■ What you need to do: Once a line is found to contain "scores", copy it out of the listing.

■ Data provided:
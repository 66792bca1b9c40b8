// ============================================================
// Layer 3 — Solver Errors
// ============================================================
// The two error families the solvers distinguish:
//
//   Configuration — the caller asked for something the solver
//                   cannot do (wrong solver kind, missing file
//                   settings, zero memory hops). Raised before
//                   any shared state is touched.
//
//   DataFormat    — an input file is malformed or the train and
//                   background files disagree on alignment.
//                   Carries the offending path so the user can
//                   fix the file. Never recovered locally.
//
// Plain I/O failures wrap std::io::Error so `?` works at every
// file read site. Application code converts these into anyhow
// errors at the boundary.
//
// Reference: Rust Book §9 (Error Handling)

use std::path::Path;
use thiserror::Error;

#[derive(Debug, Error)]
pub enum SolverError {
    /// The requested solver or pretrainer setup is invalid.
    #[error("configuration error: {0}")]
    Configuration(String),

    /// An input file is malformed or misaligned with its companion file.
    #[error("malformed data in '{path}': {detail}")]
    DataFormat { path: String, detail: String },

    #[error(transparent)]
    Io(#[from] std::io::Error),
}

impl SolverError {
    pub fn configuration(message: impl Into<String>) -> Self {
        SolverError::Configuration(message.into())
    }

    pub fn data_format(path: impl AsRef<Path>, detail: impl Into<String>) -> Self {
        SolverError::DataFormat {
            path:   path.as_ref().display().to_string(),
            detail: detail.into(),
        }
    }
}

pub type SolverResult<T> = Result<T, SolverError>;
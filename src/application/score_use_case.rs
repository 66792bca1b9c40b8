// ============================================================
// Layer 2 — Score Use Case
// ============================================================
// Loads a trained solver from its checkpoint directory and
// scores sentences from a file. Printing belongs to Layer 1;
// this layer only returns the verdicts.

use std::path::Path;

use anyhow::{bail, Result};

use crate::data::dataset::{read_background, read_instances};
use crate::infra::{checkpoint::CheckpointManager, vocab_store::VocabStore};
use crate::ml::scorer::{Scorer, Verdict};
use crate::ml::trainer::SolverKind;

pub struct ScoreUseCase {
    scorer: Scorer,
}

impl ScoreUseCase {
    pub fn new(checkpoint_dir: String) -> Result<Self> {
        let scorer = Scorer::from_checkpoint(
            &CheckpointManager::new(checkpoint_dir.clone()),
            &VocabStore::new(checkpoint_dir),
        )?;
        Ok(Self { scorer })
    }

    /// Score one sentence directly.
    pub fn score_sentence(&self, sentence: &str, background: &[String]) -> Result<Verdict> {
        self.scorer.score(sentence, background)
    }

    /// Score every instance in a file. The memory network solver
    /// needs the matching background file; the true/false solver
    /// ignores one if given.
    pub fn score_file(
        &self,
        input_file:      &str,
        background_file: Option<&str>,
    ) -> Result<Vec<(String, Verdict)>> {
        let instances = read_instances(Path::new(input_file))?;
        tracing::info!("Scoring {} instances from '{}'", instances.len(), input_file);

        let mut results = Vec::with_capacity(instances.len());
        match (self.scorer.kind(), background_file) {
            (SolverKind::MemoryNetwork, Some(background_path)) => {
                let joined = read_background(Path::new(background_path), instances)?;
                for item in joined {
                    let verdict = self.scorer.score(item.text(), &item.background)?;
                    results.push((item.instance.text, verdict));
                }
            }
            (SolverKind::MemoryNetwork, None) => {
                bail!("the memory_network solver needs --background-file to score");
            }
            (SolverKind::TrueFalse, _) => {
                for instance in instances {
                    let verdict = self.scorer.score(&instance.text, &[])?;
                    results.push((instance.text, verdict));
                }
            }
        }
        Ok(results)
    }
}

...

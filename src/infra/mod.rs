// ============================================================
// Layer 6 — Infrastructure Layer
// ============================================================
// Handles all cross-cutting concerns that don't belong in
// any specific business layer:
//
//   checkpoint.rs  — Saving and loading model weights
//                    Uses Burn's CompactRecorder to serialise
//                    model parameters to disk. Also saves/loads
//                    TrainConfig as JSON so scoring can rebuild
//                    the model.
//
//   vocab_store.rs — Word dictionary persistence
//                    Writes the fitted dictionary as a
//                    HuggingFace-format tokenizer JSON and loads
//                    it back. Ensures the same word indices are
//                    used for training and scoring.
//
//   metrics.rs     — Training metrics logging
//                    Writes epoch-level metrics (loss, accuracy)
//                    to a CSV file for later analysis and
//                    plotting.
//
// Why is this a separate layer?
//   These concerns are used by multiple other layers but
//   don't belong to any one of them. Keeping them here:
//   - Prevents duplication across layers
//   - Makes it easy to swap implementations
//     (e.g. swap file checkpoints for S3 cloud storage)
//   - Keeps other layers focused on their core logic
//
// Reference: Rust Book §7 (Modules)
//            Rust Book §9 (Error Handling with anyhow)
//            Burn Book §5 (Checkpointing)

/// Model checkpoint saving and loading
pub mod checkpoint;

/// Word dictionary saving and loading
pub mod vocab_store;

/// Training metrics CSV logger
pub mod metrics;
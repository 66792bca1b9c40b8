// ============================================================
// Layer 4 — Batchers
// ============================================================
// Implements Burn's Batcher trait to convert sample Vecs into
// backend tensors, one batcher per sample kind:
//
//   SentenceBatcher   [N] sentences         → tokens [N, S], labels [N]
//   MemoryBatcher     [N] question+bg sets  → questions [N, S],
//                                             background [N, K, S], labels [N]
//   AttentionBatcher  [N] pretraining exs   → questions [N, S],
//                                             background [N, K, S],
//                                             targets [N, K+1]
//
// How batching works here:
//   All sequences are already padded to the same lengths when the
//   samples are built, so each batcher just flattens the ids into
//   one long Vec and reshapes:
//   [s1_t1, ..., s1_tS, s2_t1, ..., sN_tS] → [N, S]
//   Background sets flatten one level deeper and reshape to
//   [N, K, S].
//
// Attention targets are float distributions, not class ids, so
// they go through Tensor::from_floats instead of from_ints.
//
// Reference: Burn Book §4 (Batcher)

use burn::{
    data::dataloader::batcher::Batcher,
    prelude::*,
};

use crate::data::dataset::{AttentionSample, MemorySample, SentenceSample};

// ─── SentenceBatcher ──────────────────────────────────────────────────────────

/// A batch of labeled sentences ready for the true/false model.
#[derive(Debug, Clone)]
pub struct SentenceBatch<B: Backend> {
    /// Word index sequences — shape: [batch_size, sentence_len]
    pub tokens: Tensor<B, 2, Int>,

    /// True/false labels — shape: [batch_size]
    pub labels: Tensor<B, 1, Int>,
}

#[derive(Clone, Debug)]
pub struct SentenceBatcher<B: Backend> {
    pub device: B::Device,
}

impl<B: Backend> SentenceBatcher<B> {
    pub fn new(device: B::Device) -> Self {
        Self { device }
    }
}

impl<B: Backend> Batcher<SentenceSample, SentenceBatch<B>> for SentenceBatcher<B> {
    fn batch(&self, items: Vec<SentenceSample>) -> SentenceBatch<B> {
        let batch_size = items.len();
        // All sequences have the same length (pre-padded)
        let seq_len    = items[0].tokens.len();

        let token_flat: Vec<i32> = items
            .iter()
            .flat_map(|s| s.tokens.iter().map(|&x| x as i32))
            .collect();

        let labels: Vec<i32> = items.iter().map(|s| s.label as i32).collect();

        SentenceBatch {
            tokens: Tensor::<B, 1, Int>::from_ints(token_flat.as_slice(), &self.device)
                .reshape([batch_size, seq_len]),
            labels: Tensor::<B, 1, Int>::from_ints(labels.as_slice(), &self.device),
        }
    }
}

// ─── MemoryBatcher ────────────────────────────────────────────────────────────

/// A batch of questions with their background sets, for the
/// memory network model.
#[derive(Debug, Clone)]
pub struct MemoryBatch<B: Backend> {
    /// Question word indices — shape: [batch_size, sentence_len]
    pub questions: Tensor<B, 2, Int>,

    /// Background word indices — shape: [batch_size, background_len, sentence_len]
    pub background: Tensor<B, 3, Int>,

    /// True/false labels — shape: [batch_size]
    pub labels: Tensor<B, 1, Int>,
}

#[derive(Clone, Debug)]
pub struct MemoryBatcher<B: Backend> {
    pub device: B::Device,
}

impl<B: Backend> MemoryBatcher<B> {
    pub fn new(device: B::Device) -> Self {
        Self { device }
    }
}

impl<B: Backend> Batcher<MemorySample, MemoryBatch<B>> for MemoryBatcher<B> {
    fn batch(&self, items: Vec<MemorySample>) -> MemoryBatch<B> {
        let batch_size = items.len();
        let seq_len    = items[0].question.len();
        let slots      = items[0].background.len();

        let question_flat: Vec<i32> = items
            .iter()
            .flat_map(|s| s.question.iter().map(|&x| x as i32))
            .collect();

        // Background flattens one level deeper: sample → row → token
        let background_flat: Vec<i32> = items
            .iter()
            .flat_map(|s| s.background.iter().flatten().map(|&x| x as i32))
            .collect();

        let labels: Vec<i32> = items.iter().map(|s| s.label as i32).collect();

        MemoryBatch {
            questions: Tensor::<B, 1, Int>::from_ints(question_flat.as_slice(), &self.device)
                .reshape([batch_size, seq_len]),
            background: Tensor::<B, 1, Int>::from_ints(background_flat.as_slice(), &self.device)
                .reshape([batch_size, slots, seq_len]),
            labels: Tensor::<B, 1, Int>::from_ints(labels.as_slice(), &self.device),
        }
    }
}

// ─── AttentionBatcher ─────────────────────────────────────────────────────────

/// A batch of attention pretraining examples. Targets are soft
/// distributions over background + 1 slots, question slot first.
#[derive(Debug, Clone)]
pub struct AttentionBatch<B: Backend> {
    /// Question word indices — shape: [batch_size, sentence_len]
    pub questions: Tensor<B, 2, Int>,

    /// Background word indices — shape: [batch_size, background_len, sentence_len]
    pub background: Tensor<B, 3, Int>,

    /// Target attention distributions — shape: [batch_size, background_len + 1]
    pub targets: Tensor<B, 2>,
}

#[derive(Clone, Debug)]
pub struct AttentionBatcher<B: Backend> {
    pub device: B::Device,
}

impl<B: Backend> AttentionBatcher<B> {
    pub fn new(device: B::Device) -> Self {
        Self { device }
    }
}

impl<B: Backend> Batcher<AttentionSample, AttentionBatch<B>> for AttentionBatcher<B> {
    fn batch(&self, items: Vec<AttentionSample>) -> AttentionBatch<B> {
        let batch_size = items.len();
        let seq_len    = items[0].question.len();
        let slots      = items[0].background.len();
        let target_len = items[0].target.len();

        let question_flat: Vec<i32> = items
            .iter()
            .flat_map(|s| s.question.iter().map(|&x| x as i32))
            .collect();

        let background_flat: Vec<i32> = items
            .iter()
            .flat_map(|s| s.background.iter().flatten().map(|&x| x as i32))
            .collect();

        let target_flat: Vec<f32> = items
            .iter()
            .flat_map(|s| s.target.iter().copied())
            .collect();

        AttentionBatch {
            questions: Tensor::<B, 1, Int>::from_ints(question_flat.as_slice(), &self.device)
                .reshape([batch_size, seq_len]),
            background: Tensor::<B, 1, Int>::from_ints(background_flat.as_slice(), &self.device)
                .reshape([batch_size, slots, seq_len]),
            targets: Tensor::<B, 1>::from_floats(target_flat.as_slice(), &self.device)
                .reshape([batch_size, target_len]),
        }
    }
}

---

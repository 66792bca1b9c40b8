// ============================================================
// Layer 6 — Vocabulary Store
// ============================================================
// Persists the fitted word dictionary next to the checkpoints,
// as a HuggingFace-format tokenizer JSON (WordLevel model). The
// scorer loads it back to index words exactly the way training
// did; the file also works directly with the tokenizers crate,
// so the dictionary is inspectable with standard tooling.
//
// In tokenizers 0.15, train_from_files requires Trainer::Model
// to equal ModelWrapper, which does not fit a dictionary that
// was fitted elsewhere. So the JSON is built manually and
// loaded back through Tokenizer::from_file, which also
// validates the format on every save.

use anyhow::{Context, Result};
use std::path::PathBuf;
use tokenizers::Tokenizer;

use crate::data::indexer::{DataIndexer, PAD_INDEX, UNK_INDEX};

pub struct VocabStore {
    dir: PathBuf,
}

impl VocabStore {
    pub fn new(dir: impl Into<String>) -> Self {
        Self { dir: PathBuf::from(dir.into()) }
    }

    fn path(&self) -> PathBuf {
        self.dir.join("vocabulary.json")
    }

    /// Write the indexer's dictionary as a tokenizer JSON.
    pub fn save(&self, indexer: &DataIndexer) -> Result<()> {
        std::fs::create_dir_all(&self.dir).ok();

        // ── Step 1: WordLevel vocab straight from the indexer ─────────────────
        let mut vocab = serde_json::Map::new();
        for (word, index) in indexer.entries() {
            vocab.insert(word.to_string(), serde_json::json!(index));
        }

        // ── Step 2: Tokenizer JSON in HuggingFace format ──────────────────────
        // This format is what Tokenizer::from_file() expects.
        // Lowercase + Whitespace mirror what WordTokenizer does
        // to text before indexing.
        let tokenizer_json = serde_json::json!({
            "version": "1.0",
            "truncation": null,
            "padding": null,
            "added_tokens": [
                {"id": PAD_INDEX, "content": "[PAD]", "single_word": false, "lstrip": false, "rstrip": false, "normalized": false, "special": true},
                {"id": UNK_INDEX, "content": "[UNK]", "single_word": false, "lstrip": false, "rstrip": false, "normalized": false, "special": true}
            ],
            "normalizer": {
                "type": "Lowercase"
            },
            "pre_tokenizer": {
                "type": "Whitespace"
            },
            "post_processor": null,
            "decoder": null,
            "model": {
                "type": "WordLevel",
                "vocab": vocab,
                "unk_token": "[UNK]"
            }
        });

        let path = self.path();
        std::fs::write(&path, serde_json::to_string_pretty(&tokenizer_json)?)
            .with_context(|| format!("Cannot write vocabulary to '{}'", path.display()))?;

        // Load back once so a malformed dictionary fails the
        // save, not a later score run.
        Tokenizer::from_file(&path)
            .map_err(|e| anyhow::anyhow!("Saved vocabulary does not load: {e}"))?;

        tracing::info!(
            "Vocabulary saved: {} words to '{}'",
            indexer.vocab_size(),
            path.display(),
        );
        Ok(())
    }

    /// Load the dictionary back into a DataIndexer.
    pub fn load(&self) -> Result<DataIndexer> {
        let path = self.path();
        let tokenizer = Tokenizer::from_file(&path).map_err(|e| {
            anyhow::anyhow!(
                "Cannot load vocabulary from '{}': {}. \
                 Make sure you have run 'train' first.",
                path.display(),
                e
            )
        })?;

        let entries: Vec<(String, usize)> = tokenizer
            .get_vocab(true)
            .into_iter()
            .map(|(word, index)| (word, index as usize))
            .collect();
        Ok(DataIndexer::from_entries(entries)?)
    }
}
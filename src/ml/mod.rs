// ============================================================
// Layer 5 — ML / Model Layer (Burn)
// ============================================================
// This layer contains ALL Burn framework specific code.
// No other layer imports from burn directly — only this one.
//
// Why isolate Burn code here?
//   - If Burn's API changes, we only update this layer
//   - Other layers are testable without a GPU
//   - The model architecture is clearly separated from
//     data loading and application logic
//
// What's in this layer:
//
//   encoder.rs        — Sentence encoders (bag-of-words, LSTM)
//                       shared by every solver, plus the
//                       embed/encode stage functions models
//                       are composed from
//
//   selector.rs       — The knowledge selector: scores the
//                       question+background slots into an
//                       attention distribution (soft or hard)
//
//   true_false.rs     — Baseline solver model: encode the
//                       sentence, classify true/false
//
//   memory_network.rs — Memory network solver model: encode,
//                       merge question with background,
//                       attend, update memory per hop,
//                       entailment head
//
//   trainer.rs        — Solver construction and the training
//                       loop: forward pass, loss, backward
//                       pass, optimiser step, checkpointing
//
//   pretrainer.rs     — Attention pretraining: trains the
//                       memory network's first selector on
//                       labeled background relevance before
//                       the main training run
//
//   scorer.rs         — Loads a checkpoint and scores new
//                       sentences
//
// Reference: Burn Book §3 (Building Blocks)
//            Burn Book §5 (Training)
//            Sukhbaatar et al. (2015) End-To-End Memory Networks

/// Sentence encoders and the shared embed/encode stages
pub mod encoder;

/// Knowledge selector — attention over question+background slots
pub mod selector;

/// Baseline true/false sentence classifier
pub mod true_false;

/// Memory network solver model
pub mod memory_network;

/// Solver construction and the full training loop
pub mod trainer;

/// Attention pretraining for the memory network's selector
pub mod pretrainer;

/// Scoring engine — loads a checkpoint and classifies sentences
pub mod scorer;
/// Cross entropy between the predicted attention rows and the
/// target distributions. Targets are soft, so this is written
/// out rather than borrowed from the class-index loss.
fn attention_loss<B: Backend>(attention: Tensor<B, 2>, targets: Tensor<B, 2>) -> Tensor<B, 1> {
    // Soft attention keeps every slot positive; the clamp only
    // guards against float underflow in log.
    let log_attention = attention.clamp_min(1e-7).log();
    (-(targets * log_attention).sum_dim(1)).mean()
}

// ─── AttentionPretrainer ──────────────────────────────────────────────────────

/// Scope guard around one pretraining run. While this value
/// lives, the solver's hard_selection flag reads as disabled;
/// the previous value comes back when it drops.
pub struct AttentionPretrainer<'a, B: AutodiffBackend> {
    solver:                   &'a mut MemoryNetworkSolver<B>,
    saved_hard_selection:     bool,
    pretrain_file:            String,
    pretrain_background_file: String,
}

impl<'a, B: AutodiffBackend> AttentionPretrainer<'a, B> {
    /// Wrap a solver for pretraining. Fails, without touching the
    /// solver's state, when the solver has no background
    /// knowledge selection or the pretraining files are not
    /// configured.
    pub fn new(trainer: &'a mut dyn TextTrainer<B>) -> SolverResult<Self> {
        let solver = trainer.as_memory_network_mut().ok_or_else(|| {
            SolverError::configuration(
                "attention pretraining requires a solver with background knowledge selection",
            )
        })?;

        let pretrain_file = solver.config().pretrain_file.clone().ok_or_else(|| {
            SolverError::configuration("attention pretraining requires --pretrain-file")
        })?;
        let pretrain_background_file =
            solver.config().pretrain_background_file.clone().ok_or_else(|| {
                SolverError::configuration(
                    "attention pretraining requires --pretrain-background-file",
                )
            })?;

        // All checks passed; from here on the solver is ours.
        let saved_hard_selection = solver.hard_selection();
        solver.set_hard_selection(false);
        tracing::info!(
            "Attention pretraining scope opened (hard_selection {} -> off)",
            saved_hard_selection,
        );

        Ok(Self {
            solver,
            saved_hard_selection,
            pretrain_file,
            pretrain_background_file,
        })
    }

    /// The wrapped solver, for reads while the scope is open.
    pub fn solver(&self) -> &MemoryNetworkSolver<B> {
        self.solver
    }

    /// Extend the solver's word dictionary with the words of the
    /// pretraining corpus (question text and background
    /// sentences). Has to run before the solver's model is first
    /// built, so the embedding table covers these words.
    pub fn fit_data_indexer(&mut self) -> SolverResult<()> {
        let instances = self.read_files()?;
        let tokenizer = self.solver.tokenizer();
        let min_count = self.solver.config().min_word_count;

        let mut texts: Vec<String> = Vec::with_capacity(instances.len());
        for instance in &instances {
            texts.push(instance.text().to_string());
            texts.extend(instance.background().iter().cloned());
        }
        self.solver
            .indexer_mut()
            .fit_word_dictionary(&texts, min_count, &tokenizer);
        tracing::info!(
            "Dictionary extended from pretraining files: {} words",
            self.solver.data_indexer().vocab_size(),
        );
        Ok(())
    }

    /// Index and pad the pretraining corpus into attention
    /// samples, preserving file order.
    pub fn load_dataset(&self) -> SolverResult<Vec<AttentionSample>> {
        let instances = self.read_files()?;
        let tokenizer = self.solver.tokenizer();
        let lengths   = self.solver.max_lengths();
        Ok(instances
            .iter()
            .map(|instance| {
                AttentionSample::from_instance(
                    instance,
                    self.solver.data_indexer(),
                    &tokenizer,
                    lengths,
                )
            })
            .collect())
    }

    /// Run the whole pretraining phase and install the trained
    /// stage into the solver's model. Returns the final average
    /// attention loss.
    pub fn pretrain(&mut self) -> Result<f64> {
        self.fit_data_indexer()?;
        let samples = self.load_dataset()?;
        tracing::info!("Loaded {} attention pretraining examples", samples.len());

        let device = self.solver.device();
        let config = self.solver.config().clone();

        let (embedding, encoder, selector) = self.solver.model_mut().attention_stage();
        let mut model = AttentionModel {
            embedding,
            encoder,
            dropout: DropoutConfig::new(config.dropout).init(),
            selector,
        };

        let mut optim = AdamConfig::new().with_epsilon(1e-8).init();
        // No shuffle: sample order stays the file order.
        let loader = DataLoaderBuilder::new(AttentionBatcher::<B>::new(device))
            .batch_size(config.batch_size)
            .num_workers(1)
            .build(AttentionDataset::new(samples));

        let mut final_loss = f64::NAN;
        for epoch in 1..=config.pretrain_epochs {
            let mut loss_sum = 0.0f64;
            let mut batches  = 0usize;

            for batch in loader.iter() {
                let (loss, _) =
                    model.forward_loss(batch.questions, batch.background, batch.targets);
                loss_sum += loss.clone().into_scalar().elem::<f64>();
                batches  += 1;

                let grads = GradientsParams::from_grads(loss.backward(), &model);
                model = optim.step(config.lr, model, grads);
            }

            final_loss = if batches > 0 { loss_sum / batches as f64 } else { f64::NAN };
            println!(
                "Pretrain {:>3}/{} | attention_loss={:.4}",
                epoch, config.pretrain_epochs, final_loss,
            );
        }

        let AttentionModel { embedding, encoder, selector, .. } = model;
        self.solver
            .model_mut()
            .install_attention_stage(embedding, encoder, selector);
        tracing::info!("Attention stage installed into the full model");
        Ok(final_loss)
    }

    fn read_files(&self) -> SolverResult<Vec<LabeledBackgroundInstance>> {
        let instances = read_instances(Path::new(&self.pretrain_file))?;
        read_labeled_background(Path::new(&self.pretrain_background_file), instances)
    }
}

■ Finished task:
// scores sentences from a file. Printing belongs to Layer 1;
//   selector.rs       — The knowledge selector: scores the
//   scorer.rs         — Loads a checkpoint and scores new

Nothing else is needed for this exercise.